L'annonce par les autorités de la fin de ce programme d'amnistie pour 2018 a coïncidé avec de nouvelles attaques menées depuis février sous la bannière des Vengeurs du Delta du Niger, un groupe jusqu'alors inconnu qui affirme militer pour la sécession de cette région pétrolifère stratégique.

Les attaques de plateformes et oléoducs de la compagnie nationale et de multinationales comme Shell, Chevron, Exxon et Eni ont fait chuter d'un tiers la production de brut du premier pays pétrolier d'Afrique, déjà touché par la chute des cours au niveau mondial.

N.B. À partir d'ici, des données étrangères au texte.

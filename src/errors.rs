use thiserror::Error;

/// Assembler diagnostics. Every variant renders as `file:line: message` and
/// the driver stops at the first one.
#[derive(Error, Debug, PartialEq)]
pub enum AsmError {
    #[error("{file}:{line}: {reason}")]
    Lexical {
        file: String,
        line: usize,
        reason: String,
    },

    #[error("{file}:{line}: {reason}")]
    Semantic {
        file: String,
        line: usize,
        reason: String,
    },

    #[error("{file}:{line}: {reason}")]
    Symbol {
        file: String,
        line: usize,
        reason: String,
    },
}

#[derive(Error, Debug)]
pub enum ObjectError {
    #[error("Not a CASL object file")]
    BadMagic,

    #[error("Truncated object file")]
    Truncated,

    #[error(transparent)]
    Io(#[from] std::io::Error),
}

#[derive(Error, Debug)]
pub enum VmError {
    #[error("Illegal instruction {mnemonic} at #{pc:04x}")]
    IllegalInstruction { mnemonic: String, pc: u16 },

    #[error("Out of memory")]
    OutOfMemory,

    #[error(transparent)]
    Io(#[from] std::io::Error),
}
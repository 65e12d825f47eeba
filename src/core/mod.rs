//! Core dashboard settings

pub mod config;

pub use config::{ConfigError, CpuSourceKind, DashboardConfig};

Selon le programme de 2009, un rebelle renonçant à la violence reçoit 65.000 nairas (204 dollars) par mois. Quelque 30.000 militants bénéficient de cet accord, a déclaré M. Lakemfa sans se prononcer sur son avenir.

"La décision de sortir du système appartient au président", a-t-il dit.

Des bénéficiaires de l'amnistie, en particulier des militants envoyés étudier à l'étranger avec des bourses, se sont plaints de ne plus recevoir leur allocation.

Mais M. Lakemfa a assuré qu'on s'occupait aussi les étudiants. "Il n'y a aucun problème avec les gens en formation à l'étranger, leur frais de scolarité et allocations sont payés sur le champ", a-t-il ajouté.

Selon des responsables, entre 15.000 et 20.000 anciens rebelles devraient achever cette année leur programme de formation technique ou théorique censés les réintégrer dans la société.

Les Vengeurs du Delta ont rejeté toute trêve avec le gouvernement tant que leurs exigences ne sont pas satisfaites: le départ des multinationales et l'auto-détermination de la région.